A Coalizão Brasil, juntamente com o Projeto Verena e empresas do setor de plantio de exóticas, está mobilizada para a criação de uma relevante iniciativa no campo do P&D pré-competitivo público-privado. Certamente, boas notícias virão em breve. A restauração florestal é a melhor forma de comprovar que o mundo caminha para a troca definitiva do “ou” pelo “e” no campo do uso do solo. Já não há sentido na velha discussão sobre produzir ou conservar. O nome do jogo agora é produzir e conservar. O Brasil se coloca, reconhecidamente, como o país com melhores condições para obter sucesso nessa peleja.
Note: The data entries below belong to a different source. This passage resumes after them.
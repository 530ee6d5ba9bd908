//! Game balance and variant selection
//!
//! Every gameplay knob the simulation reads lives here. The different flavors
//! of the game (discrete lanes vs free steering, scoring by time, distance or
//! obstacles passed, one or two background layers, optional day/night cycle)
//! are just different `Tuning` values.

use std::fmt;

use serde::{Deserialize, Serialize};

use crate::consts::SPEED_LIMIT;

/// How the bike moves sideways
#[derive(Debug, Clone, Copy, PartialEq, Eq, Serialize, Deserialize, Default)]
pub enum MovementMode {
    /// Hop between three fixed lanes with a short tween
    #[default]
    Lanes,
    /// Continuous steering with velocity, plus jumping
    Free,
}

impl MovementMode {
    pub fn as_str(&self) -> &'static str {
        match self {
            MovementMode::Lanes => "Lanes",
            MovementMode::Free => "Free",
        }
    }

    pub fn from_str(s: &str) -> Option<Self> {
        match s.to_lowercase().as_str() {
            "lanes" | "lane" => Some(MovementMode::Lanes),
            "free" | "free_roam" => Some(MovementMode::Free),
            _ => None,
        }
    }
}

/// Where continuous points come from (pass bonuses are separate)
#[derive(Debug, Clone, Copy, PartialEq, Eq, Serialize, Deserialize, Default)]
pub enum ScoreMode {
    /// Flat increment every frame
    PerFrame,
    /// Proportional to distance travelled
    #[default]
    Distance,
    /// Only obstacles passed score
    ObstaclesOnly,
}

/// Background scrolling policy
#[derive(Debug, Clone, Copy, PartialEq, Eq, Serialize, Deserialize, Default)]
pub enum BackgroundMode {
    /// Two full-screen images leapfrogging each other
    #[default]
    TwoLayer,
    /// One tiling texture with a wrapped offset
    Tile,
}

/// Complete balance sheet
#[derive(Debug, Clone, PartialEq, Serialize, Deserialize)]
#[serde(default)]
pub struct Tuning {
    pub movement: MovementMode,
    pub score_mode: ScoreMode,
    pub background: BackgroundMode,

    // === Scoring ===
    /// Points per frame in `ScoreMode::PerFrame`
    pub per_frame_points: u64,
    /// Points per pixel travelled in `ScoreMode::Distance`
    pub points_per_unit: f32,
    /// Points credited for each obstacle that leaves the screen
    pub pass_bonus: u64,

    // === Speed / difficulty ===
    /// Starting scroll speed (pixels/second)
    pub base_speed: f32,
    /// Every this many points the difficulty level goes up (0 disables)
    pub ramp_every_points: u64,
    /// Speed added per difficulty level
    pub ramp_speed_step: f32,
    /// Speed cap (None = uncapped)
    pub max_speed: Option<f32>,

    // === Bike ===
    /// Horizontal speed while steering in free mode (pixels/second)
    pub steer_speed: f32,
    /// Upward launch speed of a jump in free mode
    pub jump_velocity: f32,
    /// Downward acceleration in free mode (pixels/second^2)
    pub gravity: f32,
    /// Duration of a lane change tween
    pub lane_change_ms: f64,
    /// Maximum lean angle (radians)
    pub max_tilt: f32,
    /// Per-frame tilt retention in free mode (0..1)
    pub tilt_smoothing: f32,

    // === Obstacles ===
    /// Spawn period at difficulty level 0
    pub spawn_interval_ms: f64,
    /// Period reduction per difficulty level (0 keeps the cadence fixed)
    pub spawn_interval_step_ms: f64,
    /// Spawn period floor
    pub min_spawn_interval_ms: f64,
    /// Obstacles fall at the current scroll speed instead of a fixed speed
    pub obstacle_speed_scaled: bool,
    /// Fall speed when not speed-scaled
    pub obstacle_fixed_speed: f32,
    /// How far past the bottom edge an obstacle travels before cleanup
    pub cleanup_margin: f32,
    /// Obstacles spawned at night carry a light
    pub obstacle_lights: bool,

    // === Day / night ===
    /// Toggle period (None disables the cycle)
    pub day_night_period_ms: Option<f64>,
    /// Opacity cross-fade duration for the background swap
    pub cross_fade_ms: f64,

    // === Guide text ===
    /// Delay before the controls hint starts fading
    pub guide_delay_ms: f64,
    /// Fade duration of the controls hint
    pub guide_fade_ms: f64,

    // === Feedback ===
    /// Vibration pulse on game over
    pub haptic_pulse_ms: u32,
}

impl Default for Tuning {
    fn default() -> Self {
        Self {
            movement: MovementMode::Lanes,
            score_mode: ScoreMode::Distance,
            background: BackgroundMode::TwoLayer,

            per_frame_points: 1,
            points_per_unit: 0.05,
            pass_bonus: 2,

            base_speed: 200.0,
            ramp_every_points: 50,
            ramp_speed_step: 20.0,
            max_speed: Some(600.0),

            steer_speed: 200.0,
            jump_velocity: 350.0,
            gravity: 300.0,
            lane_change_ms: 150.0,
            max_tilt: 0.2,
            tilt_smoothing: 0.9,

            spawn_interval_ms: 1200.0,
            spawn_interval_step_ms: 0.0,
            min_spawn_interval_ms: 500.0,
            obstacle_speed_scaled: true,
            obstacle_fixed_speed: 200.0,
            cleanup_margin: 100.0,
            obstacle_lights: true,

            day_night_period_ms: Some(30_000.0),
            cross_fade_ms: 1000.0,

            guide_delay_ms: 3000.0,
            guide_fade_ms: 500.0,

            haptic_pulse_ms: 200,
        }
    }
}

/// Why a tuning sheet was rejected
#[derive(Debug)]
pub enum TuningError {
    /// Not valid JSON, or a field has the wrong type
    Parse(serde_json::Error),
    /// A field holds a value the simulation cannot run with
    Invalid {
        field: &'static str,
        reason: &'static str,
    },
}

impl fmt::Display for TuningError {
    fn fmt(&self, f: &mut fmt::Formatter<'_>) -> fmt::Result {
        match self {
            TuningError::Parse(e) => write!(f, "tuning parse error: {}", e),
            TuningError::Invalid { field, reason } => {
                write!(f, "invalid tuning field `{}`: {}", field, reason)
            }
        }
    }
}

impl std::error::Error for TuningError {
    fn source(&self) -> Option<&(dyn std::error::Error + 'static)> {
        match self {
            TuningError::Parse(e) => Some(e),
            TuningError::Invalid { .. } => None,
        }
    }
}

impl From<serde_json::Error> for TuningError {
    fn from(e: serde_json::Error) -> Self {
        TuningError::Parse(e)
    }
}

impl Tuning {
    /// Three-lane variant with distance scoring and the day/night cycle
    pub fn lanes() -> Self {
        Self::default()
    }

    /// Free-steering variant: per-frame scoring, tiled road, 60 s day/night,
    /// obstacles fall at a fixed speed while spawns speed up
    pub fn free_roam() -> Self {
        Self {
            movement: MovementMode::Free,
            score_mode: ScoreMode::PerFrame,
            background: BackgroundMode::Tile,
            obstacle_speed_scaled: false,
            spawn_interval_step_ms: 100.0,
            max_speed: None,
            day_night_period_ms: Some(60_000.0),
            ..Self::default()
        }
    }

    /// Parse a (possibly partial) JSON sheet; missing fields take defaults
    pub fn from_json(json: &str) -> Result<Self, TuningError> {
        let tuning: Tuning = serde_json::from_str(json)?;
        tuning.validate()?;
        Ok(tuning)
    }

    /// Check that every value keeps the simulation well-defined
    pub fn validate(&self) -> Result<(), TuningError> {
        fn invalid(field: &'static str, reason: &'static str) -> Result<(), TuningError> {
            Err(TuningError::Invalid { field, reason })
        }

        if !(self.spawn_interval_ms > 0.0) {
            return invalid("spawn_interval_ms", "must be positive");
        }
        if !(self.min_spawn_interval_ms > 0.0) {
            return invalid("min_spawn_interval_ms", "must be positive");
        }
        if self.spawn_interval_step_ms < 0.0 {
            return invalid("spawn_interval_step_ms", "must not be negative");
        }
        if let Some(period) = self.day_night_period_ms {
            if !(period > 0.0) {
                return invalid("day_night_period_ms", "must be positive");
            }
        }
        if !(0.0..1.0).contains(&self.tilt_smoothing) {
            return invalid("tilt_smoothing", "must be in [0, 1)");
        }
        if !(0.0..=SPEED_LIMIT).contains(&self.base_speed) {
            return invalid("base_speed", "must be in [0, SPEED_LIMIT]");
        }
        if let Some(max) = self.max_speed {
            if !(self.base_speed..=SPEED_LIMIT).contains(&max) {
                return invalid("max_speed", "must be in [base_speed, SPEED_LIMIT]");
            }
        }
        let non_negative = [
            ("ramp_speed_step", self.ramp_speed_step),
            ("steer_speed", self.steer_speed),
            ("jump_velocity", self.jump_velocity),
            ("gravity", self.gravity),
            ("max_tilt", self.max_tilt),
            ("obstacle_fixed_speed", self.obstacle_fixed_speed),
        ];
        for (field, value) in non_negative {
            if !(value.is_finite() && value >= 0.0) {
                return invalid(field, "must be finite and not negative");
            }
        }
        if self.obstacle_fixed_speed > SPEED_LIMIT {
            return invalid("obstacle_fixed_speed", "must not exceed SPEED_LIMIT");
        }
        if self.lane_change_ms < 0.0 || self.cross_fade_ms < 0.0 || self.guide_fade_ms < 0.0 {
            return invalid("durations", "must not be negative");
        }
        if self.cleanup_margin < 0.0 {
            return invalid("cleanup_margin", "must not be negative");
        }
        Ok(())
    }

    /// Difficulty level reached at `score`
    pub fn level_for_score(&self, score: u64) -> u32 {
        if self.ramp_every_points == 0 {
            0
        } else {
            (score / self.ramp_every_points).min(u32::MAX as u64) as u32
        }
    }

    /// Scroll speed at a difficulty level
    pub fn speed_for_level(&self, level: u32) -> f32 {
        let speed = self.base_speed + level as f32 * self.ramp_speed_step;
        match self.max_speed {
            Some(cap) => speed.min(cap),
            None => speed.min(SPEED_LIMIT),
        }
    }

    /// Spawn period at a difficulty level
    pub fn spawn_interval_for_level(&self, level: u32) -> f64 {
        (self.spawn_interval_ms - level as f64 * self.spawn_interval_step_ms)
            .max(self.min_spawn_interval_ms)
    }
}

#[cfg(test)]
mod tests {
    use super::*;

    #[test]
    fn test_defaults_are_valid() {
        assert!(Tuning::lanes().validate().is_ok());
        assert!(Tuning::free_roam().validate().is_ok());
    }

    #[test]
    fn test_partial_json_fills_defaults() {
        let tuning = Tuning::from_json(r#"{ "movement": "Free", "pass_bonus": 5 }"#).unwrap();
        assert_eq!(tuning.movement, MovementMode::Free);
        assert_eq!(tuning.pass_bonus, 5);
        assert_eq!(tuning.spawn_interval_ms, 1200.0);
        assert_eq!(tuning.day_night_period_ms, Some(30_000.0));
    }

    #[test]
    fn test_invalid_values_rejected() {
        let err = Tuning::from_json(r#"{ "spawn_interval_ms": 0 }"#).unwrap_err();
        assert!(matches!(
            err,
            TuningError::Invalid {
                field: "spawn_interval_ms",
                ..
            }
        ));

        let err = Tuning::from_json(r#"{ "tilt_smoothing": 1.5 }"#).unwrap_err();
        assert!(matches!(err, TuningError::Invalid { field: "tilt_smoothing", .. }));
    }

    #[test]
    fn test_bad_json_is_parse_error() {
        let err = Tuning::from_json("{ not json").unwrap_err();
        assert!(matches!(err, TuningError::Parse(_)));
        assert!(err.to_string().starts_with("tuning parse error"));
    }

    #[test]
    fn test_speed_ramp_capped() {
        let tuning = Tuning::default();
        assert_eq!(tuning.level_for_score(0), 0);
        assert_eq!(tuning.level_for_score(49), 0);
        assert_eq!(tuning.level_for_score(50), 1);
        assert_eq!(tuning.speed_for_level(0), 200.0);
        assert_eq!(tuning.speed_for_level(1), 220.0);
        assert_eq!(tuning.speed_for_level(1000), 600.0);

        let uncapped = Tuning::free_roam();
        assert_eq!(uncapped.speed_for_level(1000), 200.0 + 1000.0 * 20.0);
        assert_eq!(uncapped.speed_for_level(u32::MAX), SPEED_LIMIT);
    }

    #[test]
    fn test_runaway_speed_rejected() {
        let err = Tuning::from_json(r#"{ "base_speed": 1e30, "max_speed": null }"#).unwrap_err();
        assert!(matches!(err, TuningError::Invalid { field: "base_speed", .. }));

        let err = Tuning::from_json(r#"{ "max_speed": 1e30 }"#).unwrap_err();
        assert!(matches!(err, TuningError::Invalid { field: "max_speed", .. }));
    }

    #[test]
    fn test_negative_physics_rejected() {
        for field in ["gravity", "steer_speed", "jump_velocity", "max_tilt"] {
            let json = format!(r#"{{ "{}": -1.0 }}"#, field);
            match Tuning::from_json(&json) {
                Err(TuningError::Invalid { field: f, .. }) => assert_eq!(f, field),
                other => panic!("{} accepted: {:?}", field, other),
            }
        }
    }

    #[test]
    fn test_spawn_interval_floor() {
        let tuning = Tuning::free_roam();
        assert_eq!(tuning.spawn_interval_for_level(0), 1200.0);
        assert_eq!(tuning.spawn_interval_for_level(3), 900.0);
        assert_eq!(tuning.spawn_interval_for_level(100), 500.0);
    }

    #[test]
    fn test_movement_mode_names() {
        assert_eq!(MovementMode::from_str("LANES"), Some(MovementMode::Lanes));
        assert_eq!(MovementMode::from_str("free"), Some(MovementMode::Free));
        assert_eq!(MovementMode::from_str("hover"), None);
        assert_eq!(MovementMode::Free.as_str(), "Free");
    }
}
E a sociedade, por meio de iniciativas como a Coalizão Brasil, já está mobilizada para tanto.

NOTA: A Coalizão Brasil Clima, Florestas e Agricultura é um movimento multissetorial, que se formou como o objetivo de propor ações e influenciar políticas públicas que levem ao desenvolvimento de uma economia de baixo carbono, com criação de empregos de qualidade, estímulo à inovação, à competitividade global do Brasil e à geração e à distribuição de riqueza a toda a sociedade. Mais de 120 empresas, associações empresariais, centros de pesquisa e organizações da sociedade civil já aderiram à Coalizão Brasil. www.coalizaobr.com.br.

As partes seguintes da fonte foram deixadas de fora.